Die Diplomatie der USA enthielt sich zu Beginn eines direkten Eingreifens in die jugoslawische Krise. Der IWF unterstützte eher eine zentrale Steuerung der jugoslawischen Verschuldung und wollte daher Privatisierungen in der ganzen Föderation durchsetzen.
Nach den Abspaltungen von Slowenien und Kroatien folgten die USA einer Logik, die sich der Politik Deutschlands annäherte und die kroatische Propaganda gegen den „serbischen Kommunismus“ aufgriff, wodurch der wirkliche Charakter des kroatischen Regimes verhüllt wurde.
Washington kritisierte die „Friedenspläne“ der UNO und der EU für Bosnien. Dies ermöglichte den USA, auf einen Schlag mehrere Optionen zu haben:
Sie stellten sich als Freunde der (albanischen und bosnischen) Muslime gegen den serbischen Kommunismus hin, womit sie versuchten, die muslimische Welt ihre Politik im Irak und ihr Schweigen zu Tschetschenien „schlucken“ zu lassen;
sie wollten die Versuche einer gemeinsamen autonomen europäischen Politik ... sowie die Versuche der UNO als lächerlich erscheinen lassen.
Entscheidend waren die inneren politischen Auseinandersetzungen in den USA und weltweit. Angesichts der Orientierung der Republikaner, die für Isolationismus eintraten, ging es für Clinton darum, die USA in Bosnien mit den europäischen Partnern wieder ins diplomatische Spiel zu bringen, um dadurch die NATO voranzubringen. Die Umstände und die diplomatischen Entscheidungen von Dayton 1995 sollten ihm dies ermöglichen.
Frankreich und Großbritannien versuchten zunächst, Jugoslawien zu erhalten; dann versuchten sie, auf Belgrader Seite die von Deutschland Zagreb gewährte Unterstützung auszugleichen. Doch den europäischen Regierungen war schließlich ihr „Aufbau Europas“ wichtiger als ihre Meinungsverschiedenheiten: Sie schlossen sich also Deutschland bei der Anerkennung der Unabhängigkeit Kroatiens und Bosnien-Herzegowinas an, um dadurch die Fassade einer „gemeinsamen europäischen Außenpolitik“ zu retten.

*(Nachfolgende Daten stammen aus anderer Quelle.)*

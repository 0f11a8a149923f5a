//! Campaign repository

use chrono::{DateTime, Utc};
use payamak_common::types::CampaignId;
use sqlx::PgPool;
use uuid::Uuid;

use crate::models::{Campaign, CampaignStatus, CampaignWithStats, CreateCampaign};

/// Campaign repository
#[derive(Clone)]
pub struct CampaignRepository {
    pool: PgPool,
}

impl CampaignRepository {
    /// Create a new campaign repository
    pub fn new(pool: PgPool) -> Self {
        Self { pool }
    }

    /// Create a new campaign together with its zeroed stats row
    pub async fn create(&self, input: CreateCampaign) -> Result<Campaign, sqlx::Error> {
        let id = Uuid::new_v4();
        let mut tx = self.pool.begin().await?;

        let campaign = sqlx::query_as::<_, Campaign>(
            r#"
            INSERT INTO campaigns (
                id, tag, message, total_numbers, total_batches, status,
                created_by, is_scheduled, scheduled_for
            )
            VALUES ($1, $2, $3, $4, $5, $6, $7, $8, $9)
            RETURNING *
            "#,
        )
        .bind(id)
        .bind(&input.tag)
        .bind(&input.message)
        .bind(input.total_numbers)
        .bind(input.total_batches)
        .bind(input.status.to_string())
        .bind(input.created_by)
        .bind(input.scheduled_for.is_some())
        .bind(input.scheduled_for)
        .fetch_one(&mut *tx)
        .await?;

        sqlx::query("INSERT INTO campaign_stats (campaign_id) VALUES ($1)")
            .bind(id)
            .execute(&mut *tx)
            .await?;

        tx.commit().await?;
        Ok(campaign)
    }

    /// Get a campaign by ID
    pub async fn get(&self, id: CampaignId) -> Result<Option<Campaign>, sqlx::Error> {
        sqlx::query_as::<_, Campaign>("SELECT * FROM campaigns WHERE id = $1")
            .bind(id)
            .fetch_optional(&self.pool)
            .await
    }

    /// List campaigns, newest first
    pub async fn list(
        &self,
        status: Option<CampaignStatus>,
        limit: i64,
        offset: i64,
    ) -> Result<Vec<Campaign>, sqlx::Error> {
        if let Some(status) = status {
            sqlx::query_as::<_, Campaign>(
                r#"
                SELECT * FROM campaigns
                WHERE status = $1
                ORDER BY created_at DESC
                LIMIT $2 OFFSET $3
                "#,
            )
            .bind(status.to_string())
            .bind(limit)
            .bind(offset)
            .fetch_all(&self.pool)
            .await
        } else {
            sqlx::query_as::<_, Campaign>(
                r#"
                SELECT * FROM campaigns
                ORDER BY created_at DESC
                LIMIT $1 OFFSET $2
                "#,
            )
            .bind(limit)
            .bind(offset)
            .fetch_all(&self.pool)
            .await
        }
    }

    /// List campaigns joined with their headline stats, newest first
    pub async fn list_with_stats(
        &self,
        status: Option<CampaignStatus>,
        limit: i64,
        offset: i64,
    ) -> Result<Vec<CampaignWithStats>, sqlx::Error> {
        if let Some(status) = status {
            sqlx::query_as::<_, CampaignWithStats>(
                r#"
                SELECT
                    c.id, c.tag, c.message, c.total_numbers, c.total_batches,
                    c.status, c.is_scheduled, c.scheduled_for,
                    c.created_at, c.updated_at, c.completed_at,
                    s.total_sent, s.total_success, s.total_failed,
                    s.request_count, s.average_response_time
                FROM campaigns c
                JOIN campaign_stats s ON s.campaign_id = c.id
                WHERE c.status = $1
                ORDER BY c.created_at DESC
                LIMIT $2 OFFSET $3
                "#,
            )
            .bind(status.to_string())
            .bind(limit)
            .bind(offset)
            .fetch_all(&self.pool)
            .await
        } else {
            sqlx::query_as::<_, CampaignWithStats>(
                r#"
                SELECT
                    c.id, c.tag, c.message, c.total_numbers, c.total_batches,
                    c.status, c.is_scheduled, c.scheduled_for,
                    c.created_at, c.updated_at, c.completed_at,
                    s.total_sent, s.total_success, s.total_failed,
                    s.request_count, s.average_response_time
                FROM campaigns c
                JOIN campaign_stats s ON s.campaign_id = c.id
                ORDER BY c.created_at DESC
                LIMIT $1 OFFSET $2
                "#,
            )
            .bind(limit)
            .bind(offset)
            .fetch_all(&self.pool)
            .await
        }
    }

    /// Upcoming scheduled campaigns in fire order
    pub async fn list_scheduled(&self) -> Result<Vec<Campaign>, sqlx::Error> {
        sqlx::query_as::<_, Campaign>(
            r#"
            SELECT * FROM campaigns
            WHERE status = 'scheduled'
            ORDER BY scheduled_for ASC
            "#,
        )
        .fetch_all(&self.pool)
        .await
    }

    /// Update campaign status, stamping completed_at on terminal states
    pub async fn update_status(
        &self,
        id: CampaignId,
        status: CampaignStatus,
    ) -> Result<Option<Campaign>, sqlx::Error> {
        let completed_at = if status.is_terminal() {
            Some(Utc::now())
        } else {
            None
        };

        sqlx::query_as::<_, Campaign>(
            r#"
            UPDATE campaigns SET
                status = $2,
                completed_at = COALESCE($3, completed_at),
                updated_at = NOW()
            WHERE id = $1
            RETURNING *
            "#,
        )
        .bind(id)
        .bind(status.to_string())
        .bind(completed_at)
        .fetch_optional(&self.pool)
        .await
    }

    /// Guarded status change: only applies when the campaign is currently in
    /// `from`. Returns false when another writer got there first.
    pub async fn transition_status(
        &self,
        id: CampaignId,
        from: CampaignStatus,
        to: CampaignStatus,
    ) -> Result<bool, sqlx::Error> {
        let completed_at = if to.is_terminal() { Some(Utc::now()) } else { None };

        let result = sqlx::query(
            r#"
            UPDATE campaigns SET
                status = $3,
                completed_at = COALESCE($4, completed_at),
                updated_at = NOW()
            WHERE id = $1 AND status = $2
            "#,
        )
        .bind(id)
        .bind(from.to_string())
        .bind(to.to_string())
        .bind(completed_at)
        .execute(&self.pool)
        .await?;

        Ok(result.rows_affected() > 0)
    }

    /// Add to the campaign's number and batch totals (segments appended
    /// after creation)
    pub async fn add_totals(
        &self,
        id: CampaignId,
        numbers: i32,
        batches: i32,
    ) -> Result<(), sqlx::Error> {
        sqlx::query(
            r#"
            UPDATE campaigns SET
                total_numbers = total_numbers + $2,
                total_batches = total_batches + $3,
                updated_at = NOW()
            WHERE id = $1
            "#,
        )
        .bind(id)
        .bind(numbers)
        .bind(batches)
        .execute(&self.pool)
        .await?;
        Ok(())
    }

    /// Scheduled campaigns whose fire time has passed
    pub async fn scheduled_due(
        &self,
        now: DateTime<Utc>,
    ) -> Result<Vec<Campaign>, sqlx::Error> {
        sqlx::query_as::<_, Campaign>(
            r#"
            SELECT * FROM campaigns
            WHERE status = 'scheduled'
              AND scheduled_for IS NOT NULL
              AND scheduled_for <= $1
            ORDER BY scheduled_for ASC
            "#,
        )
        .bind(now)
        .fetch_all(&self.pool)
        .await
    }

    /// In-progress campaigns that still have pending segments. Picked up on
    /// restart so an interrupted run resumes where it stopped.
    pub async fn resumable(&self) -> Result<Vec<Campaign>, sqlx::Error> {
        sqlx::query_as::<_, Campaign>(
            r#"
            SELECT c.* FROM campaigns c
            WHERE c.status = 'in_progress'
              AND EXISTS (
                  SELECT 1 FROM segments s
                  WHERE s.campaign_id = c.id AND s.status = 'pending'
              )
            ORDER BY c.created_at ASC
            "#,
        )
        .fetch_all(&self.pool)
        .await
    }

    /// Count campaigns, optionally by status
    pub async fn count(&self, status: Option<CampaignStatus>) -> Result<i64, sqlx::Error> {
        let count: (i64,) = if let Some(status) = status {
            sqlx::query_as("SELECT COUNT(*) FROM campaigns WHERE status = $1")
                .bind(status.to_string())
                .fetch_one(&self.pool)
                .await?
        } else {
            sqlx::query_as("SELECT COUNT(*) FROM campaigns")
                .fetch_one(&self.pool)
                .await?
        };
        Ok(count.0)
    }
}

Der Krieg zwischen Kroaten und Muslimen 1992/1993 öffnete einigen die Augen und brachte eine Neuausrichtung der Bündnisse, ohne dass sich der Diskurs (vor allem jener der USA, die auch weiterhin von dem einen Aggressor sprachen) änderte. Jedoch wurden die Grundlagen für eine neue Realpolitik der Beteiligten gelegt: Diese bestand in der Suche nach einer Stabilisierung des Balkans, die durch eine Vereinbarung zwischen dem von Milošević geführten Serbien und dem Kroatien Tudjmans erreicht werden sollte. Dabei wollte man die radikalsten nationalistischen Kräfte in beiden Regimen ausbooten und Sarajevo zu Kompromissen zwingen.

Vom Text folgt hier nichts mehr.